Preparing for uncertain times

This is a period of high economic turbulence. Inflation is rising, a war and energy crisis are escalating, and supply chains are still wonky. Fed is responding with interest rate hikes, governments are changing policies, and the market is responding with valuation cuts, tightening the belts, and layoffs. 

Times are uncertain, and that increases uncertainty for each of us too. That means we can get laid off, not find a job, our investments may tank, and we may not be able to afford or get what we need or want. No one can give us guarantees, and we are ultimately responsible for how we and our close ones will fare. 

This is how I'd advise people to prepare: 

1. Personal resilience: 

Just like businesses do, make sure you have a robust runway by increasing savings (in low-risk, liquid assets) and reducing spending. Try to save for a few months of expenses to prepare for the eventuality of a layoff and a tough job market. If you want to take it up a notch, you can get into a prepper mode by becoming more independent around your basic needs - house, food, health, and safety.

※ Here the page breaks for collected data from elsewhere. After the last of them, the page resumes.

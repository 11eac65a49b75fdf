//! Roster Table Module
//! Typed two-column table of positions and their applicant counts.

use serde::Serialize;

/// One position (city/slot) and how many applicants it received.
#[derive(Debug, Clone, PartialEq, Eq, Serialize)]
pub struct RosterRow {
    pub position_label: String,
    pub applicant_count: u64,
}

impl RosterRow {
    pub fn new(position_label: impl Into<String>, applicant_count: u64) -> Self {
        Self {
            position_label: position_label.into(),
            applicant_count,
        }
    }
}

/// Rows sorted descending by applicant count, ties kept in source order.
#[derive(Debug, Clone, Default, PartialEq, Eq, Serialize)]
pub struct RosterTable {
    rows: Vec<RosterRow>,
}

impl RosterTable {
    /// Table with zero rows, returned when a load fails.
    pub fn empty() -> Self {
        Self::default()
    }

    /// Build a table from rows in source order, applying the count ordering.
    pub fn from_rows(mut rows: Vec<RosterRow>) -> Self {
        // Vec::sort_by is stable, so equal counts keep their source order.
        rows.sort_by(|a, b| b.applicant_count.cmp(&a.applicant_count));
        Self { rows }
    }

    pub fn rows(&self) -> &[RosterRow] {
        &self.rows
    }

    pub fn len(&self) -> usize {
        self.rows.len()
    }

    pub fn is_empty(&self) -> bool {
        self.rows.is_empty()
    }

    /// Sum of the applicant count column, saturating at `u64::MAX`.
    pub fn total_applicants(&self) -> u64 {
        self.rows
            .iter()
            .fold(0u64, |acc, r| acc.saturating_add(r.applicant_count))
    }

    /// Rows whose label contains `term`, ignoring case.
    ///
    /// A blank term returns the table unchanged. Row order is preserved.
    pub fn filter(&self, term: &str) -> RosterTable {
        let term = term.trim();
        if term.is_empty() {
            return self.clone();
        }

        let needle = term.to_lowercase();
        let rows = self
            .rows
            .iter()
            .filter(|r| r.position_label.to_lowercase().contains(&needle))
            .cloned()
            .collect();

        // Already ordered: filtering a sorted sequence keeps it sorted.
        Self { rows }
    }
}
//! Data module - sheet fetching, validation and typed rosters

mod cache;
mod category;
mod loader;
mod roster;
mod source;

pub use cache::{Clock, SystemClock, TtlCache};
pub use category::{Category, UnknownCategory};
pub use loader::{parse_roster_csv, LoadError, LoadOutcome, RosterLoader, COUNT_COLUMN, LABEL_COLUMN};
pub use roster::{RosterRow, RosterTable};
pub use source::{FetchError, HttpTransport, SourceDescriptor, Transport, DEFAULT_BASE_URL};
use serde::{Deserialize, Serialize};

/// A generated multiple-choice question.
///
/// `id` is unique and contiguous within one generation run. Exactly four
/// options, pairwise distinct; `options[correct_index]` is the correct one.
#[derive(Debug, Clone, Serialize, Deserialize)]
pub struct GeneratedQuestion {
    pub id: i32,
    pub topic: String,
    pub question: String,
    pub options: Vec<String>,
    pub correct_index: usize,
    pub explanation: String,
    pub source: String,
}

/// A question as produced by a template, before the generator assigns an id.
#[derive(Debug, Clone)]
pub struct QuestionDraft {
    pub topic: String,
    pub question: String,
    pub options: Vec<String>,
    pub correct_index: usize,
    pub explanation: String,
    pub source: String,
}

impl QuestionDraft {
    pub fn into_question(self, id: i32) -> GeneratedQuestion {
        GeneratedQuestion {
            id,
            topic: self.topic,
            question: self.question,
            options: self.options,
            correct_index: self.correct_index,
            explanation: self.explanation,
            source: self.source,
        }
    }
}
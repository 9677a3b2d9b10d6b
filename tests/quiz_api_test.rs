use std::collections::HashSet;
use std::env;

use axum::{
    body::{to_bytes, Body},
    http::{Request, StatusCode},
    routing::{get, post},
    Router,
};
use serde_json::{json, Value as JsonValue};
use tower::ServiceExt;

fn app() -> Router {
    env::set_var("SERVER_ADDRESS", "127.0.0.1:0");
    env::set_var("PUBLIC_RPS", "1000");
    env::set_var("MAX_QUIZ_QUESTIONS", "20");
    let _ = pflegequiz_backend::config::init_config();
    let state = pflegequiz_backend::AppState::new();

    Router::new()
        .route("/health", get(pflegequiz_backend::routes::health::health))
        .route(
            "/api/quiz/generate",
            post(pflegequiz_backend::routes::quiz::generate_quiz),
        )
        .route(
            "/api/quiz/topics",
            get(pflegequiz_backend::routes::quiz::list_topics),
        )
        .layer(axum::middleware::from_fn_with_state(
            pflegequiz_backend::middleware::rate_limit::RateLimiter::per_second(1000),
            pflegequiz_backend::middleware::rate_limit::rps_middleware,
        ))
        .with_state(state)
}

async fn post_json(app: Router, uri: &str, body: JsonValue) -> (StatusCode, JsonValue) {
    let req = Request::builder()
        .method("POST")
        .uri(uri)
        .header("content-type", "application/json")
        .body(Body::from(body.to_string()))
        .unwrap();
    let resp = app.oneshot(req).await.unwrap();
    let status = resp.status();
    let bytes = to_bytes(resp.into_body(), 1024 * 1024).await.unwrap();
    let body: JsonValue = serde_json::from_slice(&bytes).unwrap();
    (status, body)
}

fn assert_question_shape(question: &JsonValue) {
    let options = question["options"].as_array().expect("options array");
    assert_eq!(options.len(), 4);
    let distinct: HashSet<&str> = options.iter().filter_map(|o| o.as_str()).collect();
    assert_eq!(distinct.len(), 4, "options must be pairwise distinct");

    let correct_index = question["correct_index"].as_u64().expect("correct_index");
    assert!(correct_index < 4);
    assert!(!question["question"].as_str().unwrap().is_empty());
    assert!(!question["source"].as_str().unwrap().is_empty());
}

#[tokio::test]
async fn health_returns_ok() {
    let req = Request::builder()
        .method("GET")
        .uri("/health")
        .body(Body::empty())
        .unwrap();
    let resp = app().oneshot(req).await.unwrap();
    assert_eq!(resp.status(), StatusCode::OK);
}

#[tokio::test]
async fn generate_quiz_returns_requested_count() {
    let (status, body) = post_json(app(), "/api/quiz/generate", json!({ "count": 5 })).await;
    assert_eq!(status, StatusCode::OK);
    assert_eq!(body["requested"], 5);
    assert_eq!(body["count"], 5);

    let questions = body["questions"].as_array().expect("questions array");
    assert_eq!(questions.len(), 5);
    for question in questions {
        assert_question_shape(question);
    }

    let ids: Vec<i64> = questions
        .iter()
        .map(|q| q["id"].as_i64().unwrap())
        .collect();
    assert_eq!(ids, vec![1, 2, 3, 4, 5]);
}

#[tokio::test]
async fn generate_quiz_respects_the_topic_filter() {
    let body = json!({ "count": 3, "topic": "Diabetes mellitus" });
    let (status, body) = post_json(app(), "/api/quiz/generate", body).await;
    assert_eq!(status, StatusCode::OK);
    assert_eq!(body["count"], 3);
    for question in body["questions"].as_array().unwrap() {
        assert_eq!(question["topic"], "Diabetes mellitus");
    }
}

#[tokio::test]
async fn generate_quiz_for_unknown_topic_is_empty() {
    let body = json!({ "count": 10, "topic": "Astronautenmedizin" });
    let (status, body) = post_json(app(), "/api/quiz/generate", body).await;
    assert_eq!(status, StatusCode::OK);
    assert_eq!(body["count"], 0);
    assert!(body["questions"].as_array().unwrap().is_empty());
}

#[tokio::test]
async fn generate_quiz_treats_blank_topic_as_no_filter() {
    let body = json!({ "count": 2, "topic": "   " });
    let (status, body) = post_json(app(), "/api/quiz/generate", body).await;
    assert_eq!(status, StatusCode::OK);
    assert_eq!(body["count"], 2);
    assert!(body["topic"].is_null());
}

#[tokio::test]
async fn generate_quiz_rejects_oversized_requests() {
    let (status, body) = post_json(app(), "/api/quiz/generate", json!({ "count": 1000 })).await;
    assert_eq!(status, StatusCode::BAD_REQUEST);
    assert!(body["error"].as_str().unwrap().contains("count"));
}

#[tokio::test]
async fn topics_endpoint_lists_the_dataset_topics() {
    let req = Request::builder()
        .method("GET")
        .uri("/api/quiz/topics")
        .body(Body::empty())
        .unwrap();
    let resp = app().oneshot(req).await.unwrap();
    assert_eq!(resp.status(), StatusCode::OK);

    let bytes = to_bytes(resp.into_body(), 1024 * 1024).await.unwrap();
    let body: JsonValue = serde_json::from_slice(&bytes).unwrap();
    let topics = body["topics"].as_array().expect("topics array");
    assert!(topics.len() >= 4);
    assert!(topics
        .iter()
        .any(|t| t["topic"] == "Thrombose" && t["entries"].as_u64().unwrap() >= 1));
}
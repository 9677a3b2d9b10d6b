pub mod ai_service;
pub mod quiz_service;
pub mod search_service;
pub mod template_service;
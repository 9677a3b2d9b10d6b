use serde::{Deserialize, Serialize};

/// One indexed fact unit of the learning-content dataset.
///
/// Entries are defined once at startup and never mutated; everything the
/// quiz engine produces is derived from these records.
#[derive(Debug, Clone, Serialize, Deserialize)]
pub struct KnowledgeEntry {
    pub topic: String,
    pub subtopic: String,
    pub content: String,
    pub keywords: Vec<String>,
    pub source: String,
}

impl KnowledgeEntry {
    pub fn new(
        topic: &str,
        subtopic: &str,
        content: &str,
        keywords: &[&str],
        source: &str,
    ) -> Self {
        Self {
            topic: topic.to_string(),
            subtopic: subtopic.to_string(),
            content: content.to_string(),
            keywords: keywords.iter().map(|k| k.to_string()).collect(),
            source: source.to_string(),
        }
    }

    /// Sentences of `content`, split on `". "` with the trailing period of
    /// the last sentence stripped. Whitespace-trimmed, empty pieces dropped.
    pub fn sentences(&self) -> Vec<String> {
        self.content
            .split(". ")
            .map(|s| s.trim().trim_end_matches('.').to_string())
            .filter(|s| !s.is_empty())
            .collect()
    }
}
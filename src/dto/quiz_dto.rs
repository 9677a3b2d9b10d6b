use serde::{Deserialize, Deserializer, Serialize};
use validator::Validate;

use crate::models::knowledge::KnowledgeEntry;
use crate::models::question::GeneratedQuestion;

#[derive(Debug, Clone, Deserialize, Validate)]
pub struct GenerateQuizRequest {
    pub count: usize,

    // Empty or whitespace-only topic strings count as "no filter"
    #[serde(default, deserialize_with = "trim_optional_string")]
    pub topic: Option<String>,
}

#[derive(Debug, Clone, Serialize)]
pub struct GenerateQuizResponse {
    pub quiz_id: uuid::Uuid,
    pub generated_at: chrono::DateTime<chrono::Utc>,
    pub requested: usize,
    /// Authoritative number of questions returned; may be lower than
    /// `requested` when the (filtered) dataset cannot yield more.
    pub count: usize,
    pub topic: Option<String>,
    pub questions: Vec<GeneratedQuestion>,
}

#[derive(Debug, Clone, Serialize)]
pub struct TopicSummary {
    pub topic: String,
    pub entries: usize,
}

#[derive(Debug, Clone, Serialize)]
pub struct TopicsResponse {
    pub topics: Vec<TopicSummary>,
}

#[derive(Debug, Clone, Deserialize, Validate)]
pub struct SearchQuery {
    #[serde(default)]
    pub q: String,
}

#[derive(Debug, Clone, Serialize)]
pub struct SearchResponse {
    pub count: usize,
    pub results: Vec<KnowledgeEntry>,
}

fn trim_optional_string<'de, D>(deserializer: D) -> Result<Option<String>, D::Error>
where
    D: Deserializer<'de>,
{
    let value = Option::<String>::deserialize(deserializer)?;
    Ok(value
        .map(|s| s.trim().to_string())
        .filter(|s| !s.is_empty()))
}
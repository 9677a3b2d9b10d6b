use axum::{
    http::StatusCode,
    response::{IntoResponse, Json},
};
use serde_json::json;

pub type Result<T> = std::result::Result<T, Error>;

#[derive(Debug, thiserror::Error)]
pub enum Error {
    #[error("Configuration error: {0}")]
    Config(String),

    #[error("Bad request: {0}")]
    BadRequest(String),

    #[error("Not found: {0}")]
    NotFound(String),

    #[error("Validation error: {0}")]
    Validation(#[from] validator::ValidationErrors),

    #[error("JSON error: {0}")]
    Json(#[from] serde_json::Error),

    #[error(transparent)]
    Anyhow(#[from] anyhow::Error),

    #[error("HTTP error: {0}")]
    Reqwest(#[from] reqwest::Error),

    #[error("No chat provider configured: {0}")]
    ProviderUnavailable(String),

    #[error("Upstream error ({status}): {message}")]
    Upstream { status: u16, message: String },

    #[error("Internal error: {0}")]
    Internal(String),
}

impl IntoResponse for Error {
    fn into_response(self) -> axum::response::Response {
        let (status, error_message) = match self {
            Error::BadRequest(msg) => (StatusCode::BAD_REQUEST, msg),
            Error::NotFound(msg) => (StatusCode::NOT_FOUND, msg),
            Error::Validation(err) => (StatusCode::BAD_REQUEST, err.to_string()),
            Error::Json(err) => (StatusCode::BAD_REQUEST, err.to_string()),
            Error::Reqwest(err) => (
                StatusCode::BAD_GATEWAY,
                format!("External service error: {}", err),
            ),
            Error::ProviderUnavailable(msg) => (StatusCode::SERVICE_UNAVAILABLE, msg),
            Error::Upstream { status, message } => (
                StatusCode::from_u16(status).unwrap_or(StatusCode::BAD_GATEWAY),
                message,
            ),
            Error::Internal(msg) => (StatusCode::INTERNAL_SERVER_ERROR, msg),
            Error::Anyhow(err) => (StatusCode::BAD_REQUEST, err.to_string()),
            _ => (
                StatusCode::INTERNAL_SERVER_ERROR,
                "An unexpected error occurred".to_string(),
            ),
        };

        let body = Json(json!({ "error": error_message }));
        (status, body).into_response()
    }
}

The preparation and resilience will give you a sense of safety and confidence. 

2. Job resilience: 

To reduce the risk of getting laid off, join (or stay) at a robust company and then be valuable within the company - work on important areas that are big strategic bets or cashflow generators, and become critical and hard to replace. Be a person who leaders and others value and like to work with (effective, kind, cheerful, and unique). This can't all happen overnight -  you need to invest in your career resilience over the long run. 

3. Career strength and resilience: 

Continue developing skills, experiences, and attitude that are valuable and differentiated. This sets you up for job and career resilience in the long run.

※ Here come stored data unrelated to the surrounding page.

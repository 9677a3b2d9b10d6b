pub mod dataset;

use crate::models::knowledge::KnowledgeEntry;
use std::sync::Arc;

/// Shared, read-only handle on the learning-content dataset.
///
/// Cheap to clone; services hold their own handle the same way they would
/// hold a connection pool.
#[derive(Clone)]
pub struct KnowledgeBase {
    entries: Arc<[KnowledgeEntry]>,
}

impl KnowledgeBase {
    /// The compiled-in nursing-education dataset.
    pub fn builtin() -> Self {
        Self::from_entries(dataset::builtin_entries())
    }

    pub fn from_entries(entries: Vec<KnowledgeEntry>) -> Self {
        Self {
            entries: entries.into(),
        }
    }

    pub fn entries(&self) -> &[KnowledgeEntry] {
        &self.entries
    }

    pub fn len(&self) -> usize {
        self.entries.len()
    }

    pub fn is_empty(&self) -> bool {
        self.entries.is_empty()
    }

    /// Distinct topics in first-seen order.
    pub fn topics(&self) -> Vec<String> {
        let mut topics: Vec<String> = Vec::new();
        for entry in self.entries.iter() {
            if !topics.contains(&entry.topic) {
                topics.push(entry.topic.clone());
            }
        }
        topics
    }

    /// Distinct topics with their entry counts, in first-seen order.
    pub fn topic_counts(&self) -> Vec<(String, usize)> {
        let mut counts: Vec<(String, usize)> = Vec::new();
        for entry in self.entries.iter() {
            match counts.iter_mut().find(|(t, _)| t == &entry.topic) {
                Some((_, n)) => *n += 1,
                None => counts.push((entry.topic.clone(), 1)),
            }
        }
        counts
    }
}

#[cfg(test)]
mod tests {
    use super::*;

    #[test]
    fn builtin_dataset_is_well_formed() {
        let kb = KnowledgeBase::builtin();
        assert!(kb.len() >= 30, "expected at least 30 entries, got {}", kb.len());
        // The fallback generator relies on at least 4 distinct topics.
        assert!(kb.topics().len() >= 4);

        for entry in kb.entries() {
            assert!(!entry.topic.is_empty());
            assert!(!entry.subtopic.is_empty());
            assert!(!entry.source.is_empty());
            assert!(
                entry.keywords.len() >= 3,
                "entry '{}' needs at least 3 keywords",
                entry.subtopic
            );
            assert!(
                entry.content.chars().count() >= 40,
                "entry '{}' content too short",
                entry.subtopic
            );
        }
    }

    #[test]
    fn topic_counts_sum_to_len() {
        let kb = KnowledgeBase::builtin();
        let total: usize = kb.topic_counts().iter().map(|(_, n)| n).sum();
        assert_eq!(total, kb.len());
    }
}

4. Investment resilience: 

I'm far from an expert here, so I'll keep this light. You need a portfolio and strategy that can play both defence and offense. A mix of safe, liquid, and recession-resilient assets, and investments in the downturn that can payoff during the eventual recovery. 

5. Health, attitude, relationships, and passions: 

Last, but definitely not the least - strong physical and mental health, an optimistic attitude, close relationships, and passions offer you the ultimate optionality - you can always dig out of a hole or start from scratch if you have those. Regardless of how tough things get, prioritize caring for yourself and others above all else.